May 31, 2008
Do you ever see a recipe and instantly know you have to try it? That was the case with this one. I was sitting at home one lazy Sunday afternoon watching the Food Network and saw Giada make this on her show. I’ve never had any sort of carbonara, but I instantly knew I wanted to try this dish. It just looked so flavorful. Plus it was the perfect excuse to use some of the fresh basil I just planted. This dish tasted amazing! I changed it up a bit by adding the shrimp and omitting the fried egg on top but still the basil aioli was awesome and full of flavor! Another point for Giada on this one!
Giada’s Carbonara (with my alterations)
1 bunch asparagus, ends trimmed, rubber band left on
1 pound linguini (I used spaghetti)
1 cup Basil Aioli, recipe follows
1 cup shaved pecorino (I used parmesan)
1/2 teaspoon salt
1/2 teaspoon freshly ground black pepper
4 tablespoons butter
4 to 6 large eggs (I omitted these)
Salt and freshly ground black pepper
*14-16 medium shrimp, tails removed, thawed if frozen
Bring a large pot of salted water to a boil over high heat. Add the asparagus and cook for 3 minutes. Transfer the asparagus to a bowl of ice water and let sit until cool, about 5 minutes. Remove from the water, remove the rubber band, and cut into 1-inch pieces.Meanwhile, add the pasta to the large pot of salted water used to cook the asparagus and cook until tender but still firm to the bite, stirring occasionally, about 8 to 10 minutes. Drain pasta into a large bowl. Add the Basil Aioli, cut asparagus, shaved cheese, salt, and pepper. Stir to combine and place on a long, rectangular serving dish. Saute the shrimp in a skillet with a couple Tbsp olive oil until done. Add a pinch of salt and pepper. Add these to the dish with the pasta.

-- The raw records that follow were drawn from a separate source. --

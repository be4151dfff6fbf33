//! Ingestion, search, snapshot, and tool behavior of the retrieval engine.

use std::sync::Arc;
use std::time::Duration;

use async_trait::async_trait;
use serde_json::json;
use sucupira_core::{ERROR_MARKER, ToolRegistry};
use sucupira_rag::{
    EmbeddingProvider, EngineConfig, FlatIndex, HashingEmbeddingProvider, JournalSearchTool,
    MetadataValue, ProviderIdentity, RagError, Record, RetrievalEngine, VectorIndex, build_index,
    search,
};

fn journal(title: &str, area: &str, issn: &str) -> Record {
    Record::new()
        .with("Título", title)
        .with("Área de Avaliação", area)
        .with("ISSN", issn)
        .with("Estrato", "A1")
}

fn catalog() -> Vec<Record> {
    vec![
        journal("Journal of Computing", "Computer Science", "1111-1111"),
        journal("Medical Review", "Medicine", "2222-2222"),
        journal("Arts Quarterly", "Humanities", "3333-3333"),
    ]
}

fn provider() -> Arc<HashingEmbeddingProvider> {
    Arc::new(HashingEmbeddingProvider::new(256))
}

async fn engine() -> Arc<RetrievalEngine> {
    let engine = RetrievalEngine::new(EngineConfig::default(), provider());
    engine.rebuild(&catalog()).await.unwrap();
    Arc::new(engine)
}

#[tokio::test]
async fn computing_query_ranks_computing_journal_first() {
    let engine = engine().await;
    let results = engine.search("computing research", 1).await.unwrap();

    assert_eq!(results.len(), 1);
    let metadata = results[0].document.metadata();
    assert_eq!(metadata.display("Título"), "Journal of Computing");
    assert_eq!(metadata.display("ISSN"), "1111-1111");
}

#[tokio::test]
async fn k_larger_than_index_returns_everything() {
    let engine = engine().await;
    assert_eq!(engine.search("anything", 50).await.unwrap().len(), 3);
}

#[tokio::test]
async fn empty_query_is_embedded_as_is() {
    let engine = engine().await;
    let results = engine.search("", 3).await.unwrap();
    // The hashing provider maps "" to the zero vector, so every score ties at 0.
    assert_eq!(results.len(), 3);
    assert!(results.iter().all(|r| r.score == 0.0));
    assert_eq!(results[0].document.metadata().display("Título"), "Journal of Computing");
}

#[tokio::test]
async fn hits_expose_metadata_snippet_and_score() {
    let engine = engine().await;
    let hits = engine.hits("medicine", 1).await.unwrap();
    assert_eq!(hits[0].metadata.display("Título"), "Medical Review");
    assert_eq!(hits[0].snippet, "Medical Review Medicine");
    assert!(hits[0].score > 0.0);
}

#[tokio::test]
async fn missing_text_field_fails_the_build() {
    let mut rows = catalog();
    rows.push(Record::new().with("Título", "Orphan Journal").with("ISSN", "4444-4444"));

    let err = build_index(&EngineConfig::default(), &rows, provider().as_ref()).await.unwrap_err();
    match err {
        RagError::MissingField { row, field } => {
            assert_eq!(row, 3);
            assert_eq!(field, "Área de Avaliação");
        }
        other => panic!("expected MissingField, got {other:?}"),
    }
}

#[tokio::test]
async fn empty_text_row_is_dropped_and_reported() {
    let mut rows = catalog();
    rows.insert(
        1,
        Record::new().with("Título", "  ").with_null("Área de Avaliação").with("ISSN", "9999-9999"),
    );

    let (index, report) = build_index(&EngineConfig::default(), &rows, provider().as_ref()).await.unwrap();
    assert_eq!(report.indexed, 3);
    assert_eq!(report.dropped, 1);
    assert_eq!(report.dropped_rows, [1]);
    assert_eq!(index.len().await, 3);
}

#[tokio::test]
async fn row_with_null_area_is_dropped_not_half_embedded() {
    let mut rows = catalog();
    rows.push(Record::new().with("Título", "Medical Review").with_null("Área de Avaliação").with("ISSN", "5555-5555"));

    let (index, report) = build_index(&EngineConfig::default(), &rows, provider().as_ref()).await.unwrap();
    assert_eq!(report.indexed, 3);
    assert_eq!(report.dropped_rows, [3]);
    let issns: Vec<String> = index.documents().await.iter().map(|d| d.metadata().display("ISSN")).collect();
    assert!(!issns.contains(&"5555-5555".to_string()));
}

#[tokio::test]
async fn absent_metadata_is_stored_as_missing() {
    let rows = [Record::new().with("Título", "Arts Quarterly").with("Área de Avaliação", "Humanities")];
    let (index, _) = build_index(&EngineConfig::default(), &rows, provider().as_ref()).await.unwrap();
    let documents = index.documents().await;
    assert_eq!(documents[0].metadata().get("ISSN"), Some(&MetadataValue::Missing));
    assert_eq!(documents[0].metadata().display("Estrato"), "N/A");
}

#[tokio::test]
async fn querying_with_another_provider_fails() {
    let (index, _) = build_index(&EngineConfig::default(), &catalog(), provider().as_ref()).await.unwrap();
    let other = HashingEmbeddingProvider::new(128);

    let err = search(&EngineConfig::default(), &index, &other, "computing", 1).await.unwrap_err();
    assert!(matches!(err, RagError::ProviderMismatch { .. }), "{err:?}");
}

#[tokio::test]
async fn opening_a_snapshot_with_another_provider_fails() {
    let dir = tempfile::tempdir().unwrap();
    let path = dir.path().join("catalog.json");
    engine().await.persist(&path).await.unwrap();

    let result = RetrievalEngine::open(
        EngineConfig::default(),
        Arc::new(HashingEmbeddingProvider::new(64)),
        &path,
    )
    .await;
    assert!(matches!(result, Err(RagError::ProviderMismatch { .. })));

    let reopened = RetrievalEngine::open(EngineConfig::default(), provider(), &path).await.unwrap();
    let results = reopened.search("computing research", 1).await.unwrap();
    assert_eq!(results[0].document.metadata().display("ISSN"), "1111-1111");
}

#[tokio::test]
async fn loading_a_missing_snapshot_is_not_found() {
    let dir = tempfile::tempdir().unwrap();
    let err = FlatIndex::load(dir.path().join("absent.json")).await.unwrap_err();
    assert!(matches!(err, RagError::NotFound { .. }));
}

#[tokio::test]
async fn loading_garbage_is_corrupt() {
    let dir = tempfile::tempdir().unwrap();
    let path = dir.path().join("index.json");
    std::fs::write(&path, b"{\"format_version\": 1, \"documents\": [").unwrap();

    let err = FlatIndex::load(&path).await.unwrap_err();
    assert!(matches!(err, RagError::CorruptIndex { .. }), "{err:?}");
}

#[tokio::test]
async fn loading_inconsistent_dimensions_is_corrupt() {
    let dir = tempfile::tempdir().unwrap();
    let path = dir.path().join("index.json");
    engine().await.persist(&path).await.unwrap();

    let mut snapshot: serde_json::Value = serde_json::from_slice(&std::fs::read(&path).unwrap()).unwrap();
    snapshot["documents"][0]["embedding"] = json!([1.0, 0.0]);
    std::fs::write(&path, serde_json::to_vec(&snapshot).unwrap()).unwrap();

    let err = FlatIndex::load(&path).await.unwrap_err();
    assert!(matches!(err, RagError::CorruptIndex { .. }), "{err:?}");
}

#[tokio::test]
async fn loading_unknown_format_version_is_corrupt() {
    let dir = tempfile::tempdir().unwrap();
    let path = dir.path().join("index.json");
    engine().await.persist(&path).await.unwrap();

    let mut snapshot: serde_json::Value = serde_json::from_slice(&std::fs::read(&path).unwrap()).unwrap();
    snapshot["format_version"] = json!(99);
    std::fs::write(&path, serde_json::to_vec(&snapshot).unwrap()).unwrap();

    let err = FlatIndex::load(&path).await.unwrap_err();
    assert!(matches!(err, RagError::CorruptIndex { .. }), "{err:?}");
}

/// A provider that never answers.
struct StalledProvider;

#[async_trait]
impl EmbeddingProvider for StalledProvider {
    async fn embed(&self, _text: &str) -> sucupira_rag::Result<Vec<f32>> {
        std::future::pending().await
    }

    fn dimensions(&self) -> usize {
        4
    }

    fn identity(&self) -> ProviderIdentity {
        ProviderIdentity::new("stalled", "none", 4)
    }
}

#[tokio::test(start_paused = true)]
async fn embedding_timeout_is_an_external_call_failure() {
    let config = EngineConfig::builder().embed_timeout(Duration::from_secs(2)).build().unwrap();
    let err = build_index(&config, &catalog(), &StalledProvider).await.unwrap_err();
    assert!(matches!(err, RagError::ExternalCallFailure { .. }), "{err:?}");
}

#[tokio::test]
async fn search_tool_formats_hits() {
    let mut registry = ToolRegistry::new();
    registry.register(Arc::new(JournalSearchTool::new(engine().await))).unwrap();

    let out = registry.invoke("journal_search", json!({"query": "computing research", "k": 1})).await;
    assert!(out.starts_with("Journal search results"), "{out}");
    assert!(out.contains("1. Journal of Computing"));
    assert!(out.contains("ISSN: 1111-1111"));
    assert!(out.contains("Content: Journal of Computing Computer Science"));
    assert!(!out.contains("Medical Review"));
}

#[tokio::test]
async fn search_tool_never_raises_on_malformed_arguments() {
    let mut registry = ToolRegistry::new();
    registry.register(Arc::new(JournalSearchTool::new(engine().await))).unwrap();

    for args in [json!({}), json!({"query": 3}), json!({"query": "x", "k": "many"}), json!({"query": "x", "k": 0}), json!("x")] {
        let out = registry.invoke("journal_search", args.clone()).await;
        assert!(out.starts_with(ERROR_MARKER), "{args} -> {out}");
    }
}

#[tokio::test]
async fn search_tool_reports_empty_index() {
    let engine = Arc::new(RetrievalEngine::new(EngineConfig::default(), provider()));
    let mut registry = ToolRegistry::new();
    registry.register(Arc::new(JournalSearchTool::new(engine))).unwrap();

    let out = registry.invoke("journal_search", json!({"query": "medicina"})).await;
    assert_eq!(out, sucupira_rag::tool::NO_RESULTS);
}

I skipped the next step and used shrimp instead of fried eggs in the dish.
Place the butter in a medium skillet over medium-high heat. Add the eggs and sprinkle with salt and pepper. Fry the eggs to your liking. Place the eggs on top of the pasta and serve immediately.
1 clove garlic, minced
2 large egg yolks*
2 teaspoons mustard
1 teaspoon lemon juice
1/4 cup finely chopped fresh basil leaves
1/2 teaspoon salt
1/4 teaspoon freshly ground black pepper
1/8 teaspoon cayenne
1/2 cup vegetable oil (I only used 1/4 cup. I felt it had enough oil)
1/2 cup extra-virgin olive oilYield: 1 cup
Prep Time: 5 minutes
Combine the garlic, egg yolks, mustard, lemon juice, basil, salt, pepper, and cayenne in a food processor and run the machine to mix. With the machine running slowly drizzle in the vegetable and olive oil. Basil Aioli can be kept, covered, in the refrigerator for up to 3 days.
*RAW EGG WARNING
Food Network Kitchens suggest caution in consuming raw and lightly-cooked eggs due to the slight risk of Salmonella or other food-borne illness. To reduce this risk, we recommend you use only fresh, properly-refrigerated, clean, grade A or AA eggs with intact shells, and avoid contact between the yolks or whites and the shell.